Verdiğimiz sözü tutarak İzmirlileri vaktinde Buca Metrosuyla buluşturacağız.
457 YENİ OTOBÜSÜ
FİLOMUZA KATTIK
İzmir’in toplu ulaşımında en büyük paya sahip olan Kurumu ESHOT Genel Müdürlüğü, bu zorlu yılda toplu ulaşımda yepyeni çözümler sundu. Pandemi boyunca toplu ulaşım kuruluşlarımızdaki hasılat kaybı en az 745 Milyon lira olmasına rağmen yatırımlarımızı durdurmadık.652 Milyon TL bedel ile ESHOT tarihinin en kazançlı yatırımını yaparak 457 yeni otobüsü filomuza kattık. Bu alımlar ile birlikte her gün servis veren araçlarımızda 5,47 yaş ortalamasını yakaladık ve Avrupa’nın en genç otobüs filolarından birini kurduk. Genç filomuz meyvesini yılda 6 milyon litre daha az akaryakıt tüketerek verdi. Bu da yaklaşık 114 milyon liralık bir tasarruf anlamına geliyor. Öte yandan, atölyemizde emekçilerimizin alın teri ve öz kaynaklarımızla 426 otobüsümüzü motorundan koltuğuna kadar tümüyle yeniledik.
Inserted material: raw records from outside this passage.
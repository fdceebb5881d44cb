//! Event handling and state transition logic.
//!
//! This module implements the core event handler that processes user input
//! and worker responses, translating them into state changes and action
//! sequences. It is the primary control flow coordinator of the client.
//!
//! # Architecture
//!
//! The handler follows a unidirectional data flow pattern:
//! 1. Events arrive from the terminal shim or the API worker
//! 2. [`handle_event`] pattern-matches the event type
//! 3. State mutations occur via `AppState` methods
//! 4. Actions are collected and returned for execution
//!
//! Every catalog operation is a single request-response cycle: a form submit
//! emits a [`Action::CallApi`], the worker's answer re-enters as
//! [`Event::Api`], and the follow-up (close a modal, reload a listing,
//! navigate) happens there. Failures never propagate past the current event;
//! they land in the status line and the user retries.
//!
//! # Duplicate submissions
//!
//! While a request is outstanding (`AppState::in_flight`), submit events are
//! ignored, so double-pressing Enter cannot fire the same request twice.

use crate::app::actions::Action;
use crate::app::forms::{
    AddToPlaylistForm, CreatePlaylistForm, PlaylistField, RateForm, RenameForm,
};
use crate::app::modes::{Modal, SearchFocus, View};
use crate::app::state::AppState;
use crate::domain::error::Result;
use crate::worker::{ApiRequest, ApiResponse, RequestKind};

/// Events triggered by user input or worker responses.
///
/// Each event represents a discrete occurrence that may cause state changes
/// and action emissions. The terminal shim maps raw key presses onto these
/// based on the current view, focus, and open modal.
#[derive(Debug, Clone, PartialEq, Eq)]
pub enum Event {
    /// Appends a character to the focused text field.
    Char(char),
    /// Removes the last character from the focused text field.
    Backspace,
    /// Moves focus to the next form field.
    Tab,
    /// Submits the focused form or runs the search.
    Enter,
    /// Closes the open modal, or leaves the query field.
    Esc,
    /// Moves the active selection down by one (wraps).
    KeyDown,
    /// Moves the active selection up by one (wraps).
    KeyUp,
    /// Moves the song selection within the selected playlist down.
    NextEntry,
    /// Moves the song selection within the selected playlist up.
    PrevEntry,
    /// Focuses the search query field.
    FocusQuery,
    /// Opens the rating dialog for the selected search result.
    OpenRateModal,
    /// Opens the add-to-playlist dialog for the selected search result.
    ///
    /// Playlists are fetched first so the picker shows current data; the
    /// dialog opens when the listing arrives.
    OpenAddModal,
    /// Opens the playlist creation dialog.
    OpenCreateModal,
    /// Opens the rename dialog for the selected playlist.
    OpenRenameModal,
    /// Deletes the selected playlist.
    DeletePlaylist,
    /// Removes the selected song from the selected playlist.
    RemoveSong,
    /// Switches to the search view.
    ShowSearch,
    /// Switches to the playlists view and reloads its data.
    ShowPlaylists,
    /// Ends the session and returns to the login view.
    Logout,
    /// Exits the application.
    Quit,
    /// A worker response for an earlier request.
    Api(ApiResponse),
}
Otobüs filomuzun tamamının engelli erişimine uygun olması en büyük iftiharımızdır. Buna ek olarak filomuzdaki 126 otobüsümüzde revizyona giderek aynı anda iki adet tekerlekli sandalyeyi bulundurma olanağı sağladık. Toplu ulaşımda engelleri ortadan kaldıran bir mobil uygulamayı öz kaynaklarımızla geliştirdik ve görme engelli vatandaşlarımızın otobüslerimize sorunsuz binmesini sağladık. Genişleyen hat ağını iyileştirme çalışmaları ile birlikte 23 yeni hattı daha hizmete sunduk ve 2021’de toplam hat sayımızı 363’e yükselttik.
ESNAFIMIZLA BİRLİKTE
ÇALIŞIYORUZ
Kentin tüm yerleşim yerlerinin erişim ihtiyacını karşılayabilmek adına, taşıma birlik ve kooperatiflerimizle, esnafımızla birlikte çalışıyoruz. Seferihisar’da başlattığımız ve Kiraz’a taşıdığımız “İZTAŞIT” projemiz, yakında Menemen ve İzmir’in diğer ilçelerine de ulaşacak.
TARİFELERDEN YÜZDE 50
İNDİRİMLİ YARARLANMASINI SAĞLADIK
Göreve geldiğimiz günden bugüne yüzde 336 oranında akaryakıt
artışı yaşanmasına karşılık bizler pandemi ve hayat pahalılığı ile iyice beli
bükülen halkımızın yanında olduk. Nisan 2019’dan Aralık 2021’e kadar toplu
ulaşım tarifelerini artırmadık. Tersine, Halk Taşıt uygulaması ile
vatandaşımızın tarifelerden yüzde 50 indirimli yararlanmasını sağladık ve bu
uygulamayı sürdürüyoruz.
OTOPARK SORUNUNDA
ÇÖZÜME ADIM ADIM İLERLEDİK
Göreve gelirken İzmir’in otopark sorununu çözmek için söz
vermiştim. Geçtiğimiz birkaç yıl içinde bu hedefe doğru adım adım ilerledik.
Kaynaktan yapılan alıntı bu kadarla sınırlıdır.